Aujourd’hui, on voit ressurgir un intérêt marqué pour les médecines naturelles. Notre époque nous pousse à courir toujours plus vite, à en faire toujours plus. Parallèlement, les maladies se multiplient. D’où ce désir de retrouver une harmonie perdue, celle de nos ancêtres. L’homéopathie incarne cette quête : elle considère l’être humain dans sa globalité et mobilise des remèdes naturels pour réveiller ses capacités d’auto-guérison.
Beaucoup de patients combinent désormais les traitements conventionnels avec une thérapie homéopathique. Aux États-Unis et dans plusieurs pays européens, les universités ont intégré cette discipline à leurs cursus et les hôpitaux proposent ces soins. En Amérique latine, la situation reste différente : l’homéopathie y fonctionne souvent en marge du système officiel, ce qui pose des défis en termes de régulation et de reconnaissance.
L’homéopathie doit son existence à un médecin allemand, Samuel Hahnemann (1775-1843). Cet homme a conduit des expériences minutieuses qui forment les fondations de cette pratique.

Selon l’homéopathie, la maladie est l’effort du corps pour se rétablir. Elle révèle un dysfonctionnement de l’énergie vitale, un éloignement de l’équilibre naturel. La souffrance physique ou psychique est un signal : quelque chose fait défaut.
Au cœur de l’homéopathie se trouve le principe de similitude (homéo = similaire, pathos = souffrance). Une substance provoquant certains symptômes chez une personne saine peut guérir ces mêmes symptômes chez un malade. Le remède « semblable » agit comme un catalyseur, déclenchant la réaction curative de l’organisme. Cela s’oppose à l’allopathie, qui fonctionne sur le principe des contraires. Un anti-inflammatoire en est l’exemple classique : il lutte contre l’inflammation.
Chacun de nous subit des agressions extérieures, climatiques ou toxiques. Nous pouvons aussi étouffer notre souffrance en silence, ou bien traîner des blessures passées qui façonnent notre personnalité. Tout cela s’exprime dans nos symptômes, qu’ils soient mentaux ou physiques. L’homéopathe cherche à démêler ces souffrances, à comprendre comment cet individu unique souffre, de manière unique.
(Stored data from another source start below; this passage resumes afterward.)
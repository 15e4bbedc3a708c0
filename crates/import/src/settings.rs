// SPDX-License-Identifier: BUSL-1.1
// Copyright (c) 2026 Alfred Jean LLC

//! Typed importer settings over the keyed store.
//!
//! Settings live under `setting_{name}` keys, separate from the engine's
//! run bookkeeping. Credentials are operator-provided; the flags and
//! watermarks are written by the tasks themselves to coordinate across
//! runs (e.g. the fetch-latest task defers while the comment delta is
//! draining the API budget).

use pf_store::{KeyedStore, KeyedStoreExt, StoreError};
use std::sync::Arc;

#[derive(Clone)]
pub struct Settings {
    store: Arc<dyn KeyedStore>,
}

impl Settings {
    pub fn new(store: Arc<dyn KeyedStore>) -> Self {
        Self { store }
    }

    fn key(name: &str) -> String {
        format!("setting_{name}")
    }

    pub fn get_raw(&self, name: &str) -> Result<Option<serde_json::Value>, StoreError> {
        self.store.get_raw(&Self::key(name))
    }

    pub fn update_raw(&self, name: &str, value: serde_json::Value) -> Result<(), StoreError> {
        self.store.set_raw(&Self::key(name), value)
    }

    fn get_string(&self, name: &str) -> Result<Option<String>, StoreError> {
        self.store.get(&Self::key(name))
    }

    fn get_flag(&self, name: &str) -> Result<bool, StoreError> {
        Ok(self.store.get::<bool>(&Self::key(name))?.unwrap_or(false))
    }

    fn set_flag(&self, name: &str, value: bool) -> Result<(), StoreError> {
        self.store.set(&Self::key(name), &value)
    }

    fn get_epoch(&self, name: &str) -> Result<Option<u64>, StoreError> {
        self.store.get(&Self::key(name))
    }

    fn set_epoch(&self, name: &str, value: u64) -> Result<(), StoreError> {
        self.store.set(&Self::key(name), &value)
    }

    // ── Credentials ──────────────────────────────────────────────────────────

    pub fn api_key(&self) -> Result<Option<String>, StoreError> {
        self.get_string("api_key")
    }

    pub fn api_secret(&self) -> Result<Option<String>, StoreError> {
        self.get_string("api_secret")
    }

    pub fn username(&self) -> Result<Option<String>, StoreError> {
        self.get_string("username")
    }

    pub fn site_author_username(&self) -> Result<Option<String>, StoreError> {
        self.get_string("site_author_username")
    }

    pub fn set_credentials(
        &self,
        api_key: &str,
        api_secret: &str,
        username: &str,
        site_author_username: &str,
    ) -> Result<(), StoreError> {
        self.store.set(&Self::key("api_key"), &api_key)?;
        self.store.set(&Self::key("api_secret"), &api_secret)?;
        self.store.set(&Self::key("username"), &username)?;
        self.store.set(&Self::key("site_author_username"), &site_author_username)
    }

    /// All four credential settings must be present and non-empty before
    /// any import task is allowed to register.
    pub fn credentials_exist(&self) -> Result<bool, StoreError> {
        for name in ["api_key", "api_secret", "username", "site_author_username"] {
            match self.get_string(name)? {
                Some(value) if !value.is_empty() => {}
                _ => return Ok(false),
            }
        }
        Ok(true)
    }

    // ── Import flags ─────────────────────────────────────────────────────────

    pub fn initial_import_running(&self) -> Result<bool, StoreError> {
        self.get_flag("initial_import_running")
    }

    pub fn set_initial_import_running(&self, value: bool) -> Result<(), StoreError> {
        self.set_flag("initial_import_running", value)
    }

    pub fn initial_import_finished(&self) -> Result<bool, StoreError> {
        self.get_flag("initial_import_finished")
    }

    pub fn set_initial_import_finished(&self, value: bool) -> Result<(), StoreError> {
        self.set_flag("initial_import_finished", value)
    }

    pub fn import_running(&self) -> Result<bool, StoreError> {
        self.get_flag("import_running")
    }

    pub fn set_import_running(&self, value: bool) -> Result<(), StoreError> {
        self.set_flag("import_running", value)
    }

    pub fn comment_delta_running(&self) -> Result<bool, StoreError> {
        self.get_flag("comment_delta_running")
    }

    pub fn set_comment_delta_running(&self, value: bool) -> Result<(), StoreError> {
        self.set_flag("comment_delta_running", value)
    }

    // ── Watermarks (epoch seconds) ───────────────────────────────────────────

    pub fn latest_import_time(&self) -> Result<Option<u64>, StoreError> {
        self.get_epoch("latest_import_time")
    }

    pub fn set_latest_import_time(&self, epoch: u64) -> Result<(), StoreError> {
        self.set_epoch("latest_import_time", epoch)
    }

    pub fn current_latest_import_time(&self) -> Result<Option<u64>, StoreError> {
        self.get_epoch("current_latest_import_time")
    }

    pub fn set_current_latest_import_time(&self, epoch: u64) -> Result<(), StoreError> {
        self.set_epoch("current_latest_import_time", epoch)
    }
}

#[cfg(test)]
#[path = "settings_tests.rs"]
mod tests;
Le travail consiste à atteindre le cœur de la souffrance qui structure l’existence du patient.
Une fois cette compréhension acquise, le médecin prescrit un seul remède (principe d’unicité). Ce remède correspond à la façon particulière dont se manifeste la maladie chez ce patient : un même médicament peut traiter plusieurs conditions différentes et inversement, une même affection peut être soignée par plusieurs remèdes différents.